A layered "zero-to-productive" path, each layer independently valuable:

**A. Reproducible environments.**
Apptainer (NCAR's HPC standard) and Docker definitions that build a known-good MPAS-Atmosphere toolchain — pinned compilers, MPI, and the PnetCDF/PIO I/O stack — so "it builds on my machine" stops being a rite of passage. This is the foundation and the piece most squarely in your wheelhouse.

**B. A 10-minute quickstart.**
An opinionated, numbered path: pull the container → fetch a small init dataset → run a pre-baked limited-area case → see output → hand off to analysis. Ruthless removal of decision points a newcomer can't yet make.
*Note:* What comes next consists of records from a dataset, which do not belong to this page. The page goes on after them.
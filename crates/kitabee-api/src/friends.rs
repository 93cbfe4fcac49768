use axum::{
    Extension, Json,
    extract::{Path, State},
    http::StatusCode,
};

use kitabee_types::api::{
    ActionResponse, Claims, FriendRequestsResponse, FriendResponse, FriendStatusResponse,
};

use crate::badges::fresh_badges;
use crate::convert;
use crate::error::{ApiError, ApiResult};
use crate::state::{AppState, blocking};

pub async fn list_friends(
    State(state): State<AppState>,
    Extension(claims): Extension<Claims>,
) -> ApiResult<Json<Vec<FriendResponse>>> {
    let rows = blocking(&state, move |db| Ok(db.list_friends(claims.sub)?)).await?;
    Ok(Json(convert::all(rows, convert::friend)))
}

pub async fn list_requests(
    State(state): State<AppState>,
    Extension(claims): Extension<Claims>,
) -> ApiResult<Json<FriendRequestsResponse>> {
    let (incoming, outgoing) = blocking(&state, move |db| {
        Ok((
            db.list_incoming_requests(claims.sub)?,
            db.list_outgoing_requests(claims.sub)?,
        ))
    })
    .await?;

    Ok(Json(FriendRequestsResponse {
        incoming: convert::all(incoming, convert::friend),
        outgoing: convert::all(outgoing, convert::friend),
    }))
}

pub async fn friend_status(
    State(state): State<AppState>,
    Extension(claims): Extension<Claims>,
    Path(user_id): Path<i64>,
) -> ApiResult<Json<FriendStatusResponse>> {
    let status = blocking(&state, move |db| {
        if db.get_user_by_id(user_id)?.is_none() {
            return Err(ApiError::NotFound);
        }
        Ok(db.friend_status(claims.sub, user_id)?)
    })
    .await?;
    Ok(Json(FriendStatusResponse { status }))
}

pub async fn send_request(
    State(state): State<AppState>,
    Extension(claims): Extension<Claims>,
    Path(user_id): Path<i64>,
) -> ApiResult<StatusCode> {
    if user_id == claims.sub {
        return Err(ApiError::invalid("cannot befriend yourself"));
    }
    blocking(&state, move |db| {
        if db.get_user_by_id(user_id)?.is_none() {
            return Err(ApiError::NotFound);
        }
        if !db.send_friend_request(claims.sub, user_id)? {
            return Err(ApiError::Conflict("a friend relation already exists"));
        }
        Ok(())
    })
    .await?;
    Ok(StatusCode::CREATED)
}

/// Both sides gain a friend, so both get evaluated; only the caller's toast is returned.
pub async fn accept_request(
    State(state): State<AppState>,
    Extension(claims): Extension<Claims>,
    Path(user_id): Path<i64>,
) -> ApiResult<Json<ActionResponse>> {
    let new_badges = blocking(&state, move |db| {
        if !db.accept_friend_request(claims.sub, user_id)? {
            return Err(ApiError::NotFound);
        }
        fresh_badges(db, user_id);
        Ok(fresh_badges(db, claims.sub))
    })
    .await?;

    Ok(Json(ActionResponse { ok: true, new_badges }))
}

pub async fn decline_request(
    State(state): State<AppState>,
    Extension(claims): Extension<Claims>,
    Path(user_id): Path<i64>,
) -> ApiResult<StatusCode> {
    let declined = blocking(&state, move |db| {
        Ok(db.decline_friend_request(claims.sub, user_id)?)
    })
    .await?;
    if !declined {
        return Err(ApiError::NotFound);
    }
    Ok(StatusCode::NO_CONTENT)
}

pub async fn cancel_request(
    State(state): State<AppState>,
    Extension(claims): Extension<Claims>,
    Path(user_id): Path<i64>,
) -> ApiResult<StatusCode> {
    let cancelled = blocking(&state, move |db| {
        Ok(db.cancel_friend_request(claims.sub, user_id)?)
    })
    .await?;
    if !cancelled {
        return Err(ApiError::NotFound);
    }
    Ok(StatusCode::NO_CONTENT)
}

pub async fn remove_friend(
    State(state): State<AppState>,
    Extension(claims): Extension<Claims>,
    Path(user_id): Path<i64>,
) -> ApiResult<StatusCode> {
    let removed = blocking(&state, move |db| Ok(db.remove_friend(claims.sub, user_id)?)).await?;
    if !removed {
        return Err(ApiError::NotFound);
    }
    Ok(StatusCode::NO_CONTENT)
}
use anyhow::Result;
use rusqlite::{Connection, OptionalExtension, params};
use tracing::info;
use uuid::Uuid;

use crate::Database;
use crate::models::UserRow;

/// Password reset tokens stay valid for this long.
const RESET_TOKEN_TTL: &str = "+1 hour";

const USER_COLUMNS: &str = "id, login, email, password_hash, avatar, is_active, created_at";

impl Database {
    /// Creates an inactive account. Returns `None` when the login or email is taken,
    /// otherwise the new id and the activation token to mail out.
    pub fn create_user(
        &self,
        login: &str,
        email: &str,
        password_hash: &str,
    ) -> Result<Option<(i64, String)>> {
        let token = Uuid::new_v4().to_string();
        self.with_conn(|conn| {
            let inserted = conn.execute(
                "INSERT OR IGNORE INTO users (login, email, password_hash, activation_token)
                 VALUES (?1, ?2, ?3, ?4)",
                params![login, email, password_hash, token],
            )?;
            if inserted == 0 {
                return Ok(None);
            }
            let id = conn.last_insert_rowid();
            info!(user_id = id, "Account created (inactive)");
            Ok(Some((id, token)))
        })
    }

    pub fn activate_user(&self, token: &str) -> Result<bool> {
        self.with_conn(|conn| {
            let changed = conn.execute(
                "UPDATE users SET is_active = 1, activation_token = NULL
                 WHERE activation_token = ?1 AND is_active = 0",
                [token],
            )?;
            Ok(changed == 1)
        })
    }

    pub fn get_user_by_id(&self, id: i64) -> Result<Option<UserRow>> {
        self.with_conn(|conn| query_user(conn, "id", &id))
    }

    pub fn get_user_by_login(&self, login: &str) -> Result<Option<UserRow>> {
        self.with_conn(|conn| query_user(conn, "login", &login))
    }

    /// Sets or clears the avatar preset. Returns false for an unknown user.
    pub fn set_avatar(&self, user_id: i64, avatar: Option<&str>) -> Result<bool> {
        self.with_conn(|conn| {
            let changed = conn.execute(
                "UPDATE users SET avatar = ?2 WHERE id = ?1",
                params![user_id, avatar],
            )?;
            Ok(changed == 1)
        })
    }

    /// Issues a reset token for an active account, replacing any earlier one.
    pub fn create_reset_token(&self, email: &str) -> Result<Option<String>> {
        let token = Uuid::new_v4().to_string();
        self.with_conn(|conn| {
            let changed = conn.execute(
                "UPDATE users SET reset_token = ?2, reset_expires_at = datetime('now', ?3)
                 WHERE email = ?1 AND is_active = 1",
                params![email, token, RESET_TOKEN_TTL],
            )?;
            Ok((changed == 1).then_some(token))
        })
    }

    /// Consumes a non-expired reset token and stores the new password hash.
    pub fn reset_password(&self, token: &str, password_hash: &str) -> Result<bool> {
        self.with_conn(|conn| {
            let changed = conn.execute(
                "UPDATE users
                 SET password_hash = ?2, reset_token = NULL, reset_expires_at = NULL
                 WHERE reset_token = ?1 AND reset_expires_at > datetime('now')",
                params![token, password_hash],
            )?;
            Ok(changed == 1)
        })
    }

    /// Self-service account deletion. Owned clubs, relations and shelves cascade.
    pub fn delete_user(&self, user_id: i64) -> Result<bool> {
        self.with_conn(|conn| {
            let changed = conn.execute("DELETE FROM users WHERE id = ?1", [user_id])?;
            if changed == 1 {
                info!(user_id, "Account deleted");
            }
            Ok(changed == 1)
        })
    }
}

pub(crate) fn user_exists(conn: &Connection, user_id: i64) -> Result<bool> {
    let found = conn
        .query_row("SELECT 1 FROM users WHERE id = ?1", [user_id], |_| Ok(()))
        .optional()?;
    Ok(found.is_some())
}

pub(crate) fn login_of(conn: &Connection, user_id: i64) -> Result<Option<String>> {
    Ok(conn
        .query_row("SELECT login FROM users WHERE id = ?1", [user_id], |r| r.get(0))
        .optional()?)
}

fn query_user(
    conn: &Connection,
    column: &str,
    value: &dyn rusqlite::ToSql,
) -> Result<Option<UserRow>> {
    // `column` is always one of the literals above, never user input
    let sql = format!("SELECT {USER_COLUMNS} FROM users WHERE {column} = ?1");
    let row = conn
        .query_row(&sql, [value], |row| {
            Ok(UserRow {
                id: row.get(0)?,
                login: row.get(1)?,
                email: row.get(2)?,
                password_hash: row.get(3)?,
                avatar: row.get(4)?,
                is_active: row.get(5)?,
                created_at: row.get(6)?,
            })
        })
        .optional()?;

    Ok(row)
}


#[cfg(test)]
mod tests {
    use super::*;

    #[test]
    fn duplicate_login_or_email_is_rejected() {
        let db = Database::open_in_memory().unwrap();
        assert!(db.create_user("ada", "ada@example.com", "h").unwrap().is_some());
        assert!(db.create_user("ada", "other@example.com", "h").unwrap().is_none());
        assert!(db.create_user("bob", "ada@example.com", "h").unwrap().is_none());
    }

    #[test]
    fn activation_token_works_once() {
        let db = Database::open_in_memory().unwrap();
        let (id, token) = db.create_user("ada", "ada@example.com", "h").unwrap().unwrap();
        assert!(!db.get_user_by_id(id).unwrap().unwrap().is_active);

        assert!(db.activate_user(&token).unwrap());
        assert!(!db.activate_user(&token).unwrap());
        assert!(db.get_user_by_login("ada").unwrap().unwrap().is_active);
    }

    #[test]
    fn reset_token_requires_active_account_and_is_consumed() {
        let db = Database::open_in_memory().unwrap();
        db.create_user("ada", "ada@example.com", "old").unwrap().unwrap();
        assert!(db.create_reset_token("ada@example.com").unwrap().is_none());

        let id = testing::active_user(&db, "bob");
        let token = db.create_reset_token("bob@example.com").unwrap().unwrap();
        assert!(db.reset_password(&token, "new").unwrap());
        assert!(!db.reset_password(&token, "newer").unwrap());
        assert_eq!(db.get_user_by_id(id).unwrap().unwrap().password_hash, "new");
    }

    #[test]
    fn expired_reset_token_is_refused() {
        let db = Database::open_in_memory().unwrap();
        testing::active_user(&db, "ada");
        let token = db.create_reset_token("ada@example.com").unwrap().unwrap();
        db.with_conn(|conn| {
            conn.execute(
                "UPDATE users SET reset_expires_at = datetime('now', '-1 minute')",
                [],
            )?;
            Ok(())
        })
        .unwrap();

        assert!(!db.reset_password(&token, "new").unwrap());
    }

    #[test]
    fn avatar_set_and_clear() {
        let db = Database::open_in_memory().unwrap();
        let id = testing::active_user(&db, "ada");
        assert!(db.set_avatar(id, Some("owl")).unwrap());
        assert_eq!(db.get_user_by_id(id).unwrap().unwrap().avatar.as_deref(), Some("owl"));
        assert!(db.set_avatar(id, None).unwrap());
        assert!(db.get_user_by_id(id).unwrap().unwrap().avatar.is_none());
        assert!(!db.set_avatar(999, Some("owl")).unwrap());
    }
}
**C. Annotated reference configs.**
A working limited-area `namelist.atmosphere` and `streams.atmosphere` with every important block explained inline — the thing that today lives only in experts' heads and scattered forum posts.

**D. An analysis starter (the payoff).**
A UXarray/xarray script that opens MPAS unstructured output and produces a map in a few lines — and, as a stretch, a WebGL quick-look viewer for the native mesh (your `webgl_viewer` experience directly applies). This is the "it actually works, end to end" moment that converts a skeptic.

**E. Contribution + governance scaffolding.**
A clear path for the community to add cases/configs — which is the on-ramp to idea #7 (open-source ecosystem governance) and turns the kit from a one-off into a self-sustaining ecosystem.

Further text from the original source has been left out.